### Data shown

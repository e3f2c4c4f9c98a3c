//! Mock feeds
//!
//! Synthetic telemetry and video for running without a vehicle link or a
//! stream receiver. Each feed produces on its own OS thread, like a real
//! decoder callback would.

use std::sync::atomic::{AtomicBool, Ordering};
use std::sync::Arc;
use std::thread;
use std::time::Duration;

use bytes::Bytes;
use contracts::{
    Attitude, CameraFrame, FrameCallback, GeoPoint, GimbalOrientation, GlobalPosition,
    LinkConfig, PixelFormat, StreamConfig, TelemetryCallback, TelemetryFeed, TelemetrySample,
    VideoFeed,
};
use tracing::{debug, trace, warn};

/// Metres per degree of latitude, close enough for a synthetic track
const METRES_PER_DEGREE: f64 = 111_320.0;

/// Mock telemetry feed configuration
#[derive(Debug, Clone)]
pub struct MockTelemetryConfig {
    /// Feed name
    pub name: String,

    /// Sample rate per channel (Hz)
    pub rate_hz: f64,

    /// Start position
    pub home: GeoPoint,

    /// Heading (radians clockwise from north)
    pub heading: f64,

    /// Ground speed along the heading (m/s)
    pub ground_speed: f64,

    /// Body attitude reported on every tick
    pub attitude: Attitude,

    /// Gimbal attitude quaternion `[w, x, y, z]`, as gimbal devices report it
    pub gimbal_quaternion: [f64; 4],
}

impl Default for MockTelemetryConfig {
    fn default() -> Self {
        Self {
            name: "mock_telemetry".to_string(),
            rate_hz: 20.0,
            home: GeoPoint::new(-35.363_261, 149.165_230, 100.0),
            heading: 0.0,
            ground_speed: 0.0,
            attitude: Attitude::default(),
            gimbal_quaternion: pitch_quaternion(-std::f64::consts::FRAC_PI_2),
        }
    }
}

impl MockTelemetryConfig {
    /// Synthetic flight described by the link section of a blueprint
    pub fn from_link(link: &LinkConfig) -> Self {
        let sim = &link.simulation;
        Self {
            rate_hz: link.telemetry_rate_hz,
            home: sim.home,
            heading: sim.heading,
            ground_speed: sim.ground_speed,
            gimbal_quaternion: pitch_quaternion(sim.gimbal_pitch),
            ..Default::default()
        }
    }

    fn gimbal(&self) -> GimbalOrientation {
        let [w, x, y, z] = self.gimbal_quaternion;
        GimbalOrientation::from_quaternion(w, x, y, z)
    }

    /// Position after `elapsed` seconds of straight flight
    fn position_at(&self, elapsed: f64) -> GlobalPosition {
        let distance = self.ground_speed * elapsed;
        let north = distance * self.heading.cos();
        let east = distance * self.heading.sin();
        let lat_scale = self.home.latitude.to_radians().cos().max(1e-6);
        GlobalPosition {
            latitude: self.home.latitude + north / METRES_PER_DEGREE,
            longitude: self.home.longitude + east / (METRES_PER_DEGREE * lat_scale),
            altitude: self.home.altitude,
            heading: self.heading,
        }
    }
}

/// Rotation about the mount's pitch axis only
fn pitch_quaternion(pitch: f64) -> [f64; 4] {
    let half = pitch / 2.0;
    [half.cos(), 0.0, half.sin(), 0.0]
}

/// Mock telemetry feed
///
/// Emits one attitude, one position and one gimbal sample per tick.
pub struct MockTelemetryFeed {
    config: MockTelemetryConfig,
    running: Arc<AtomicBool>,
}

impl MockTelemetryFeed {
    pub fn new(config: MockTelemetryConfig) -> Self {
        Self {
            config,
            running: Arc::new(AtomicBool::new(false)),
        }
    }

    /// Hovering vehicle at `home` looking straight down
    pub fn hovering(name: &str, rate_hz: f64, home: GeoPoint) -> Self {
        Self::new(MockTelemetryConfig {
            name: name.to_string(),
            rate_hz,
            home,
            ..Default::default()
        })
    }
}

impl TelemetryFeed for MockTelemetryFeed {
    fn name(&self) -> &str {
        &self.config.name
    }

    fn listen(&self, callback: TelemetryCallback) {
        if self.running.swap(true, Ordering::SeqCst) {
            return;
        }

        let config = self.config.clone();
        let running = self.running.clone();
        let spawned = thread::Builder::new()
            .name(format!("{}-feed", config.name))
            .spawn(move || {
                let interval = Duration::from_secs_f64(1.0 / config.rate_hz);
                let gimbal = config.gimbal();
                let started = std::time::Instant::now();
                let mut tick: u64 = 0;

                debug!(feed = %config.name, rate_hz = config.rate_hz, "mock telemetry feed started");

                while running.load(Ordering::Relaxed) {
                    tick += 1;
                    let position = config.position_at(started.elapsed().as_secs_f64());

                    callback(TelemetrySample::Attitude(config.attitude));
                    callback(TelemetrySample::Position(position));
                    callback(TelemetrySample::Gimbal(gimbal));

                    trace!(feed = %config.name, tick, "mock telemetry tick");
                    thread::sleep(interval);
                }

                debug!(feed = %config.name, ticks = tick, "mock telemetry feed stopped");
            });

        if let Err(e) = spawned {
            warn!(feed = %self.config.name, error = %e, "failed to spawn mock telemetry thread");
            self.running.store(false, Ordering::SeqCst);
        }
    }

    fn stop(&self) {
        self.running.store(false, Ordering::SeqCst);
    }

    fn is_listening(&self) -> bool {
        self.running.load(Ordering::Relaxed)
    }
}

/// Mock video feed configuration
#[derive(Debug, Clone)]
pub struct MockVideoConfig {
    /// Feed name
    pub name: String,

    /// Frame rate (Hz)
    pub rate_hz: f64,

    pub width: u32,
    pub height: u32,

    /// Horizontal field of view (radians)
    pub fov_horizontal: f64,
}

impl Default for MockVideoConfig {
    fn default() -> Self {
        Self {
            name: "mock_video".to_string(),
            rate_hz: 10.0,
            width: 640,
            height: 480,
            fov_horizontal: std::f64::consts::FRAC_PI_3,
        }
    }
}

impl MockVideoConfig {
    pub fn from_stream(stream: &StreamConfig) -> Self {
        Self {
            rate_hz: stream.frame_rate_hz,
            width: stream.width,
            height: stream.height,
            fov_horizontal: stream.fov_horizontal,
            ..Default::default()
        }
    }
}

/// Mock video feed
///
/// Produces RGB frames with a horizontal gradient that shifts every frame.
pub struct MockVideoFeed {
    config: MockVideoConfig,
    running: Arc<AtomicBool>,
}

impl MockVideoFeed {
    pub fn new(config: MockVideoConfig) -> Self {
        Self {
            config,
            running: Arc::new(AtomicBool::new(false)),
        }
    }

    pub fn camera(name: &str, rate_hz: f64, width: u32, height: u32) -> Self {
        Self::new(MockVideoConfig {
            name: name.to_string(),
            rate_hz,
            width,
            height,
            ..Default::default()
        })
    }
}

fn gradient_frame(config: &MockVideoConfig, tick: u64) -> CameraFrame {
    let width = config.width as usize;
    let mut pixels = Vec::with_capacity(width * config.height as usize * 3);
    for _ in 0..config.height {
        for x in 0..width {
            let v = ((x as u64 + tick) % 256) as u8;
            pixels.extend_from_slice(&[v, v / 2, 255 - v]);
        }
    }
    CameraFrame::new(
        Bytes::from(pixels),
        config.width,
        config.height,
        PixelFormat::Rgb8,
        config.fov_horizontal,
    )
}

impl VideoFeed for MockVideoFeed {
    fn name(&self) -> &str {
        &self.config.name
    }

    fn listen(&self, callback: FrameCallback) {
        if self.running.swap(true, Ordering::SeqCst) {
            return;
        }

        let config = self.config.clone();
        let running = self.running.clone();
        let spawned = thread::Builder::new()
            .name(format!("{}-feed", config.name))
            .spawn(move || {
                let interval = Duration::from_secs_f64(1.0 / config.rate_hz);
                let mut tick: u64 = 0;

                debug!(
                    feed = %config.name,
                    width = config.width,
                    height = config.height,
                    "mock video feed started"
                );

                while running.load(Ordering::Relaxed) {
                    callback(gradient_frame(&config, tick));
                    tick += 1;
                    thread::sleep(interval);
                }

                debug!(feed = %config.name, frames = tick, "mock video feed stopped");
            });

        if let Err(e) = spawned {
            warn!(feed = %self.config.name, error = %e, "failed to spawn mock video thread");
            self.running.store(false, Ordering::SeqCst);
        }
    }

    fn stop(&self) {
        self.running.store(false, Ordering::SeqCst);
    }

    fn is_listening(&self) -> bool {
        self.running.load(Ordering::Relaxed)
    }
}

### Work request
Scan the data for the string "warn" and copy each line in which it occurs.

### Result below
use tracing::{debug, trace, warn};
            warn!(feed = %self.config.name, error = %e, "failed to spawn mock telemetry thread");
            warn!(feed = %self.config.name, error = %e, "failed to spawn mock video thread");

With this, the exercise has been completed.